The event was sponsored by Earthworks, an organization that focuses on preventing the environmental and health damage caused by the extraction industries. Activists were pumped up by the 50,000 who had demonstrated in Washington, D.C. on Feb. 17, and found the two days of keynote addresses and workshop sessions very useful.
As the reserves of conventional hydrocarbons are rapidly declining, reliance upon extreme forms of energy—shale gas and oil, tar sands bitumen, deepwater petroleum, and nuclear power—are more and more becoming the norm, placing ever greater stresses upon ecosystems and human health. As “Gasland” filmmaker Josh Fox stated, the oil and gas industry has now leased the mineral rights under an equivalent land mass comparable in size to the states of California and Florida combined.
Gas leaseholder Chesapeake Energy is currently the largest landowner in the U.S. Developers have invaded American communities much like a foreign power would the colonial world in a rapacious grab for resources. As author Michael T. Klare has aptly pointed out, North America is being transformed into an Energy Third World.
Communities under siege
Numerous “fracktivists” testified at the summit that life in a frack zone is a living hell, as farms, ranches, residential neighborhoods, parks, and public lands are being bored from underneath by horizontal drilling and surrounded by drilling pads, compressor stations, processing plants, and pipelines on the surface. Nothing is sacred with gas infrastructure installed near schools, day-care centers, and hospitals and located well within “setback” limits.
In fact, its concentration in urban areas is mind boggling. In Texas especially, where the oil and gas industry dominates politics, city councils have conveniently passed industry-friendly zoning ordinances despite massive opposition.
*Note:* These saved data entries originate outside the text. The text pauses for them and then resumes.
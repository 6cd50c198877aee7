//! Software rasteriser for the export image.
//!
//! Reproduces what the overlay shows: the frozen background scaled by the
//! zoom factor, then every stroke and shape on top. Each item is rendered to
//! a coverage mask first and blended once, so a translucent highlighter does
//! not darken where its own segments overlap.

use crate::sketch::{Canvas, Color, Point, Rect, Shape, ShapeKind, Stroke};
use image::imageops::{self, FilterType};
use image::{Rgba, RgbaImage};

/// Upper bound on ellipse tessellation.
const MAX_ELLIPSE_SEGMENTS: usize = 512;

/// Renders the window contents at the background's size.
pub fn compose(background: &RgbaImage, canvas: &Canvas, zoom: f32) -> RgbaImage {
    let start = std::time::Instant::now();
    let (width, height) = background.dimensions();
    let mut out = scaled_background(background, zoom);

    for stroke in canvas.strokes() {
        draw_stroke(&mut out, stroke, zoom);
    }
    for shape in canvas.shapes() {
        draw_shape(&mut out, shape, zoom);
    }

    log::info!(
        "[EXPORT] Composed {}x{} ({} strokes, {} shapes, zoom {:.1}x) in {}ms",
        width,
        height,
        canvas.strokes().len(),
        canvas.shapes().len(),
        zoom,
        start.elapsed().as_millis()
    );
    out
}

/// Background scaled about the top-left corner, cropped or padded with
/// transparency to the original size.
///
/// Only the part of the source that stays on screen is resized, so zooming
/// in never allocates more than roughly one output frame.
fn scaled_background(background: &RgbaImage, zoom: f32) -> RgbaImage {
    let (width, height) = background.dimensions();
    if (zoom - 1.0).abs() < f32::EPSILON {
        return background.clone();
    }

    let region = VisibleRegion::new(width, height, zoom);
    let source = imageops::crop_imm(background, 0, 0, region.src_w, region.src_h).to_image();
    let scaled = imageops::resize(&source, region.dst_w, region.dst_h, FilterType::Triangle);

    let mut out = RgbaImage::new(width, height);
    imageops::replace(&mut out, &scaled, 0, 0);
    out
}

/// Source rectangle (anchored at the origin) that remains visible at `zoom`,
/// and the size it is scaled to.
#[derive(Debug, Clone, Copy, PartialEq, Eq)]
struct VisibleRegion {
    src_w: u32,
    src_h: u32,
    dst_w: u32,
    dst_h: u32,
}

impl VisibleRegion {
    fn new(width: u32, height: u32, zoom: f32) -> Self {
        let visible = |len: u32| ((len as f32 / zoom).ceil() as u32).clamp(1, len.max(1));
        let (src_w, src_h) = (visible(width), visible(height));
        let scaled = |len: u32| ((len as f32 * zoom).round() as u32).max(1);
        Self {
            src_w,
            src_h,
            dst_w: scaled(src_w),
            dst_h: scaled(src_h),
        }
    }
}

pub fn draw_stroke(image: &mut RgbaImage, stroke: &Stroke, zoom: f32) {
    let points: Vec<(f32, f32)> = stroke.points.iter().map(|p| p.scaled(zoom)).collect();
    draw_polyline(image, &points, stroke.width as f32, stroke.color);
}

pub fn draw_shape(image: &mut RgbaImage, shape: &Shape, zoom: f32) {
    let points = match shape.kind {
        ShapeKind::Line => vec![shape.start.scaled(zoom), shape.end.scaled(zoom)],
        ShapeKind::Rectangle => rectangle_outline(shape.bounds(), zoom),
        ShapeKind::Circle => ellipse_outline(shape.bounds(), zoom),
    };
    draw_polyline(image, &points, shape.width as f32, shape.color);
}

fn rectangle_outline(rect: Rect, zoom: f32) -> Vec<(f32, f32)> {
    let corners = [
        Point::new(rect.left, rect.top),
        Point::new(rect.right, rect.top),
        Point::new(rect.right, rect.bottom),
        Point::new(rect.left, rect.bottom),
        Point::new(rect.left, rect.top),
    ];
    corners.iter().map(|p| p.scaled(zoom)).collect()
}

/// Closed polyline approximating the ellipse inscribed in `rect`.
fn ellipse_outline(rect: Rect, zoom: f32) -> Vec<(f32, f32)> {
    let rx = rect.width() as f32 * zoom / 2.0;
    let ry = rect.height() as f32 * zoom / 2.0;
    let cx = rect.left as f32 * zoom + rx;
    let cy = rect.top as f32 * zoom + ry;

    // Roughly one segment per 4px of circumference.
    let circumference = std::f32::consts::TAU * ((rx * rx + ry * ry) / 2.0).sqrt();
    let segments = ((circumference / 4.0).ceil() as usize).clamp(16, MAX_ELLIPSE_SEGMENTS);

    (0..=segments)
        .map(|i| {
            let t = std::f32::consts::TAU * i as f32 / segments as f32;
            (cx + rx * t.cos(), cy + ry * t.sin())
        })
        .collect()
}

/// Anti-aliased coverage for one item, limited to its bounding box.
struct Mask {
    x0: u32,
    y0: u32,
    width: u32,
    height: u32,
    coverage: Vec<f32>,
}

impl Mask {
    /// Mask covering the polyline's bounds, clipped to the image. `None` if
    /// the item lies entirely off-image.
    fn for_points(points: &[(f32, f32)], pad: f32, image_w: u32, image_h: u32) -> Option<Self> {
        let (mut min_x, mut min_y) = (f32::MAX, f32::MAX);
        let (mut max_x, mut max_y) = (f32::MIN, f32::MIN);
        for &(x, y) in points {
            min_x = min_x.min(x);
            min_y = min_y.min(y);
            max_x = max_x.max(x);
            max_y = max_y.max(y);
        }

        let x0 = (min_x - pad).floor().max(0.0);
        let y0 = (min_y - pad).floor().max(0.0);
        let x1 = (max_x + pad).ceil().min(image_w as f32);
        let y1 = (max_y + pad).ceil().min(image_h as f32);
        if x1 <= x0 || y1 <= y0 {
            return None;
        }

        let (width, height) = ((x1 - x0) as u32, (y1 - y0) as u32);
        Some(Self {
            x0: x0 as u32,
            y0: y0 as u32,
            width,
            height,
            coverage: vec![0.0; (width * height) as usize],
        })
    }

    /// Accumulates a round-capped segment using max coverage.
    fn add_segment(&mut self, a: (f32, f32), b: (f32, f32), half_width: f32) {
        let reach = half_width + 1.0;
        let sx0 = ((a.0.min(b.0) - reach).floor() as i64 - i64::from(self.x0)).max(0);
        let sy0 = ((a.1.min(b.1) - reach).floor() as i64 - i64::from(self.y0)).max(0);
        let sx1 = ((a.0.max(b.0) + reach).ceil() as i64 - i64::from(self.x0)).min(i64::from(self.width));
        let sy1 = ((a.1.max(b.1) + reach).ceil() as i64 - i64::from(self.y0)).min(i64::from(self.height));

        for my in sy0..sy1 {
            for mx in sx0..sx1 {
                let px = (mx + i64::from(self.x0)) as f32 + 0.5;
                let py = (my + i64::from(self.y0)) as f32 + 0.5;
                let d = distance_to_segment((px, py), a, b);
                let cov = (half_width + 0.5 - d).clamp(0.0, 1.0);
                if cov > 0.0 {
                    let idx = (my as u32 * self.width + mx as u32) as usize;
                    if cov > self.coverage[idx] {
                        self.coverage[idx] = cov;
                    }
                }
            }
        }
    }

    fn blend_into(&self, image: &mut RgbaImage, color: Color) {
        for my in 0..self.height {
            for mx in 0..self.width {
                let cov = self.coverage[(my * self.width + mx) as usize];
                if cov > 0.0 {
                    let pixel = image.get_pixel_mut(self.x0 + mx, self.y0 + my);
                    blend_over(pixel, color, cov);
                }
            }
        }
    }
}

/// Strokes `points` with round caps and joins. A single point renders as a dot.
pub fn draw_polyline(image: &mut RgbaImage, points: &[(f32, f32)], width: f32, color: Color) {
    if points.is_empty() || color.a == 0 {
        return;
    }

    let half_width = (width / 2.0).max(0.5);
    let Some(mut mask) = Mask::for_points(points, half_width + 1.0, image.width(), image.height())
    else {
        return;
    };

    if points.len() == 1 {
        mask.add_segment(points[0], points[0], half_width);
    } else {
        for pair in points.windows(2) {
            mask.add_segment(pair[0], pair[1], half_width);
        }
    }

    mask.blend_into(image, color);
}

fn distance_to_segment(p: (f32, f32), a: (f32, f32), b: (f32, f32)) -> f32 {
    let (abx, aby) = (b.0 - a.0, b.1 - a.1);
    let (apx, apy) = (p.0 - a.0, p.1 - a.1);
    let len_sq = abx * abx + aby * aby;
    let t = if len_sq > 0.0 {
        ((apx * abx + apy * aby) / len_sq).clamp(0.0, 1.0)
    } else {
        0.0
    };
    let (dx, dy) = (apx - t * abx, apy - t * aby);
    (dx * dx + dy * dy).sqrt()
}

/// Source-over with straight alpha.
fn blend_over(dst: &mut Rgba<u8>, color: Color, coverage: f32) {
    let sa = f32::from(color.a) / 255.0 * coverage;
    let da = f32::from(dst[3]) / 255.0;
    let out_a = sa + da * (1.0 - sa);
    if out_a <= 0.0 {
        return;
    }

    let mix = |s: u8, d: u8| {
        let c = (f32::from(s) * sa + f32::from(d) * da * (1.0 - sa)) / out_a;
        c.round().clamp(0.0, 255.0) as u8
    };
    *dst = Rgba([
        mix(color.r, dst[0]),
        mix(color.g, dst[1]),
        mix(color.b, dst[2]),
        (out_a * 255.0).round().clamp(0.0, 255.0) as u8,
    ]);
}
They are now proposing to allow horizontal drilling under city parks in Dallas, against which activists are mobilizing at council meetings.
A frack attack in an area results in numerous toxic exposures that undermine the health of all life. People are exposed to methane that has migrated into their water wells, enabling them to ignite their taps or wellheads and making the water undrinkable. Methane collects in basements, presenting the very real risk of explosion.
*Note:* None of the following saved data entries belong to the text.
//! User actions shared by the panel buttons, keyboard shortcuts, the tray
//! menu and the global shortcut.
//!
//! `toggle_drawing` and `save` block (window hide/show, capture delay, file
//! dialog) and must run off the main thread; the `spawn_*` wrappers take
//! care of that and report failures as modal messages.

use crate::capture;
use crate::error::{AppError, AppResult};
use crate::notify;
use crate::render::{self, ExportError};
use crate::session::{Scene, SessionState, ToggleStart};
use crate::sketch::Action;
use image::RgbaImage;
use std::path::PathBuf;
use std::time::Duration;
use tauri::{AppHandle, Emitter, Manager, WebviewWindow};
use tauri_plugin_dialog::DialogExt;

pub const OVERLAY_LABEL: &str = "overlay";

/// Event carrying a fresh [`Scene`] after changes the webview did not start.
pub const SCENE_CHANGED: &str = "scene-changed";

pub fn emit_scene(app: &AppHandle) {
    let state = app.state::<SessionState>();
    match state.with(|s| s.scene()) {
        Ok(scene) => {
            if let Err(e) = app.emit(SCENE_CHANGED, &scene) {
                log::warn!("[ACTIONS] Failed to emit scene: {}", e);
            }
        }
        Err(e) => log::error!("[ACTIONS] {}", e),
    }
}

/// Enters or leaves drawing mode.
///
/// Entering hides the overlay, waits for the compositor, captures the
/// primary monitor and shows the overlay again with the capture as its
/// background. Leaving discards the background and every annotation and
/// hides the overlay, so the desktop gets its pointer back. A toggle that
/// arrives while a capture is in flight is ignored.
pub fn toggle_drawing(app: &AppHandle) -> AppResult<Scene> {
    let state = app.state::<SessionState>();
    let window = app
        .get_webview_window(OVERLAY_LABEL)
        .ok_or(AppError::NoOverlay)?;

    match state.with(|s| s.begin_toggle())? {
        ToggleStart::Busy => {
            log::info!("[ACTIONS] Toggle ignored: capture already in progress");
            return state.with(|s| s.scene());
        }
        ToggleStart::Stopped => {
            window.hide()?;
            return state.with(|s| s.scene());
        }
        ToggleStart::Capture => {}
    }

    match capture_behind(&window, state.settings().capture_delay) {
        Ok(background) => state.with(|s| {
            s.finish_capture(Some(background));
            s.scene()
        }),
        Err(e) => {
            state.with(|s| s.finish_capture(None))?;
            if let Err(hide) = window.hide() {
                log::warn!("[ACTIONS] Could not hide overlay: {}", hide);
            }
            Err(e)
        }
    }
}

/// Hides `window`, captures the screen, and shows the window again even if
/// the capture failed.
fn capture_behind(window: &WebviewWindow, delay: Duration) -> AppResult<RgbaImage> {
    window.hide()?;
    std::thread::sleep(delay);
    let captured = capture::capture_primary_monitor();
    window.show()?;
    if let Err(e) = window.set_focus() {
        log::warn!("[ACTIONS] Could not focus overlay: {}", e);
    }
    Ok(captured?)
}

/// Asks for a destination and writes the composed image there.
///
/// Returns `Ok(None)` when the user cancels the dialog.
pub fn save(app: &AppHandle) -> AppResult<Option<PathBuf>> {
    let state = app.state::<SessionState>();

    if !state.with(|s| s.is_drawing() && s.background().is_some())? {
        return Err(ExportError::NotDrawing.into());
    }

    let Some(path) = app
        .dialog()
        .file()
        .set_title("Save Drawing")
        .set_directory(&state.settings().export_dir)
        .set_file_name(render::default_file_name())
        .add_filter("PNG Files", &["png"])
        .add_filter("All Files", &["*"])
        .blocking_save_file()
    else {
        log::info!("[EXPORT] Save cancelled");
        return Ok(None);
    };

    let path = path
        .into_path()
        .map_err(|e| ExportError::WriteFailed {
            path: PathBuf::new(),
            reason: e.to_string(),
        })?;

    // Compose under the lock, write after releasing it.
    let image = state.lock()?.compose()?;
    render::save_png(&image, &path)?;
    Ok(Some(path))
}

/// Reports the outcome of a toggle attempt to the user.
pub fn report_toggle(app: &AppHandle, result: &AppResult<Scene>) {
    if let Err(e) = result {
        notify::error(app, format!("Error changing drawing mode: {}", e));
    }
    emit_scene(app);
}

/// Reports the outcome of a save attempt to the user.
pub fn report_save(app: &AppHandle, result: &AppResult<Option<PathBuf>>) {
    match result {
        Ok(Some(_)) => notify::info(app, "Drawing saved!"),
        Ok(None) => {}
        Err(AppError::Export(ExportError::NotDrawing)) => {
            notify::warning(app, "Start drawing mode first!")
        }
        Err(e) => notify::error(app, format!("Save error: {}", e)),
    }
}

pub fn spawn_toggle_drawing(app: &AppHandle) {
    let app = app.clone();
    tauri::async_runtime::spawn_blocking(move || {
        let result = toggle_drawing(&app);
        report_toggle(&app, &result);
    });
}

pub fn spawn_save(app: &AppHandle) {
    let app = app.clone();
    tauri::async_runtime::spawn_blocking(move || {
        let result = save(&app);
        report_save(&app, &result);
    });
}

/// Applies a resolved keyboard action. Blocking actions are spawned and
/// announce their result through [`SCENE_CHANGED`]; the returned scene is the
/// state right after dispatch.
pub fn apply(app: &AppHandle, action: Action) -> AppResult<Scene> {
    let state = app.state::<SessionState>();
    match action {
        Action::ToggleDrawing => spawn_toggle_drawing(app),
        Action::Save => spawn_save(app),
        Action::Quit => {
            log::info!("[ACTIONS] Quit requested");
            app.exit(0);
        }
        Action::TogglePanel => {
            state.with(|s| s.toggle_panel())?;
        }
        Action::Clear => state.with(|s| s.clear())?,
        Action::Undo => {
            state.with(|s| s.undo())?;
        }
        Action::SetMode(mode) => state.with(|s| s.set_mode(mode))?,
    }
    state.with(|s| s.scene())
}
The accidental and routine venting or blowdowns of methane (CH4) into the atmosphere cause a plethora of health problems. Its flaring is also widespread. Gas flares are so numerous in the Bakken Oil Shale in western North Dakota that they can be seen by satellite shining at night more brightly than the nearest urban center, which is the Twin Cities.
The inefficient flaring of CH4 at 95% is another source of air pollution. Its incomplete combustion gives off Volatile Organic Compounds (VOCs) as well as nitrous oxides (NOxs). In addition, NOxs are automatically released from compressor stations, either deliberately or because of valve failure with up to 32,500 tons allowed per year. They contribute to the formation of deadly smog in combination with ground-level ozone that together are photochemically altered by sunlight.
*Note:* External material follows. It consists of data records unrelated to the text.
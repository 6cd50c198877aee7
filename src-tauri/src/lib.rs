//! Sketch Overlay — Tauri application entry point.
//!
//! This is the app shell that wires together:
//! - Drawing model (sketch/) and session state (session.rs)
//! - Screen capture (capture/) and export rendering (render/)
//! - System tray (tray.rs) and global shortcut (shortcut.rs)
//! - Tauri command handlers for the overlay webview (commands.rs)

pub mod actions;
pub mod capture;
pub mod commands;
pub mod config;
pub mod error;
pub mod notify;
pub mod render;
pub mod session;
pub mod shortcut;
pub mod sketch;
mod tray;

use config::Settings;
use session::SessionState;

/// Entry point — called by Tauri runtime.
#[cfg_attr(mobile, tauri::mobile_entry_point)]
pub fn run() {
    env_logger::Builder::from_env(env_logger::Env::default().default_filter_or("info")).init();

    let settings = Settings::load();
    let accelerator = settings.toggle_shortcut.clone();

    tauri::Builder::default()
        .plugin(tauri_plugin_dialog::init())
        .plugin(shortcut::plugin())
        .manage(SessionState::new(settings))
        .invoke_handler(tauri::generate_handler![
            commands::get_scene,
            commands::background_png,
            commands::toggle_draw_mode,
            commands::set_mode,
            commands::set_color,
            commands::set_pen_size,
            commands::set_zoom,
            commands::toggle_panel,
            commands::pointer_down,
            commands::pointer_move,
            commands::pointer_up,
            commands::undo,
            commands::clear_canvas,
            commands::key_press,
            commands::save_png,
            commands::quit_app,
        ])
        .setup(move |app| {
            log::info!("Sketch Overlay starting up");

            tray::setup_tray(app.handle())?;
            shortcut::register(app.handle(), &accelerator);

            log::info!("System tray initialized — ready to draw");
            Ok(())
        })
        .run(tauri::generate_context!())
        .expect("Error running Sketch Overlay");
}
Gas extraction causes increased tropospheric ozone levels that lead to the destruction of the alveoli of the lungs, which never recover. Ozone also kills crops and wild vegetation. Gas treatment plants release hydrogen sulfide that causes acid deposition as rainwater turns the gas into sulfuric acid.
Another hazard is the chemical cocktail of radioactive, flowback water that’s stored in leaky surface pits or trucked and spilled along the way to deep injection wells, around which earthquakes are common. Highly toxic spent water has even been released onto city streets and roads and into ditches.
Water usage is enormous. One wellhead can suck up to five million gallons of freshwater. During the epic Texas drought, the frackers were allowed to use all the water they wanted while farmers and ranchers were being ruined and municipalities imposed rationing. Once this essential resource is polluted, it is extremely difficult to recover and purify it.
Land subsidence has also occurred, causing exposures to VOCs and Polycyclic Aromatic Hydrocarbons (PAHs). A sink hole in a salt dome cavern in Bayou Corne, La., caused the mandatory evacuation of a community of 350 because of migrated crude bubbling out. Similar subsidence occurred under a Dallas suburban schoolyard. Animals—livestock, pets and wildlife—are getting sick and dying. Poultry and songbirds are showing signs of endocrine disruption. It is very likely that our children are also.
Another serious health hazard is exposure to low frequency noise (LFN) at 500 cycles per second, which is well below human hearing. This comes mostly from the motors on compressor stations, and it travels five to eight miles in all directions. LFN exposure causes Vibro Acoustic Disease (VAD), the main symptom of which is constriction of the blood vessels that affects the heart and nervous system with an alarming array of symptoms. It is considered a whole-body pathology, and it affects 70% of the people in Texas who are exposed to LFN because there are no standards that require the industry to stop it at the source.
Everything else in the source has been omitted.